Records from a collection
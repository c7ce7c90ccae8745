//! # capscope Prelude
//!
//! This module provides a convenient prelude for the most commonly used types and traits
//! from the capscope library. Import this module to get quick access to the essential
//! types for intercepting calls and reading traces.

// ================================================================================================
// Core Types and Error Handling
// ================================================================================================

/// The main error type for all capscope operations
pub use crate::Error;

/// The result type used throughout capscope
pub use crate::Result;

// ================================================================================================
// Capture
// ================================================================================================

/// Capture coordination and dispatch
pub use crate::capture::{
    CallReturn, CaptureManager, CaptureStats, DispatchTable, EntryPoint, EntryPointSource,
    Status,
};

/// Hooks
pub use crate::capture::{Hook, HookContext, HookPriority};

/// Settings
pub use crate::settings::CaptureSettings;

// ================================================================================================
// Objects and Values
// ================================================================================================

/// Object identity
pub use crate::object::{
    CaptureId, Handle, HandlePool, InterfaceId, InterfaceKind, ObjectPtr, ObjectRegistry, Wrapper,
};

/// Marshalled arguments
pub use crate::resolve::{Array, Out, Struct, Value};

// ================================================================================================
// Facades
// ================================================================================================

/// Wrapper facades and capability traits
pub use crate::api::{
    create_device, CommandAllocator, CommandListCalls, CommandQueue, CommandQueueCalls,
    DescriptorHeap, DescriptorHeapCalls, Device, DeviceCalls, DeviceChildCalls, Facade, Fence,
    FenceCalls, GraphicsCommandList, Interface, ObjectCalls, Outcome, Resource, ResourceCalls,
    UnknownCalls,
};

// ================================================================================================
// Trace Format
// ================================================================================================

/// Trace encoding and decoding
pub use crate::format::{
    CallId, DecodedRecord, FileSink, MemorySink, NullSink, TraceReader, TraceSink,
};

Task prompt
All of the records shown above should be reproduced exactly.

Solution
repository c7ce7c90ccae8745
//! # capscope Prelude
//!
//! This module provides a convenient prelude for the most commonly used types and traits
//! from the capscope library. Import this module to get quick access to the essential
//! types for intercepting calls and reading traces.

// ================================================================================================
// Core Types and Error Handling
// ================================================================================================

/// The main error type for all capscope operations
pub use crate::Error;

/// The result type used throughout capscope
pub use crate::Result;

// ================================================================================================
// Capture
// ================================================================================================

/// Capture coordination and dispatch
pub use crate::capture::{
    CallReturn, CaptureManager, CaptureStats, DispatchTable, EntryPoint, EntryPointSource,
    Status,
};

/// Hooks
pub use crate::capture::{Hook, HookContext, HookPriority};

/// Settings
pub use crate::settings::CaptureSettings;

// ================================================================================================
// Objects and Values
// ================================================================================================

/// Object identity
pub use crate::object::{
    CaptureId, Handle, HandlePool, InterfaceId, InterfaceKind, ObjectPtr, ObjectRegistry, Wrapper,
};

/// Marshalled arguments
pub use crate::resolve::{Array, Out, Struct, Value};

// ================================================================================================
// Facades
// ================================================================================================

/// Wrapper facades and capability traits
pub use crate::api::{
    create_device, CommandAllocator, CommandListCalls, CommandQueue, CommandQueueCalls,
    DescriptorHeap, DescriptorHeapCalls, Device, DeviceCalls, DeviceChildCalls, Facade, Fence,
    FenceCalls, GraphicsCommandList, Interface, ObjectCalls, Outcome, Resource, ResourceCalls,
    UnknownCalls,
};

// ================================================================================================
// Trace Format
// ================================================================================================

/// Trace encoding and decoding
pub use crate::format::{
    CallId, DecodedRecord, FileSink, MemorySink, NullSink, TraceReader, TraceSink,
};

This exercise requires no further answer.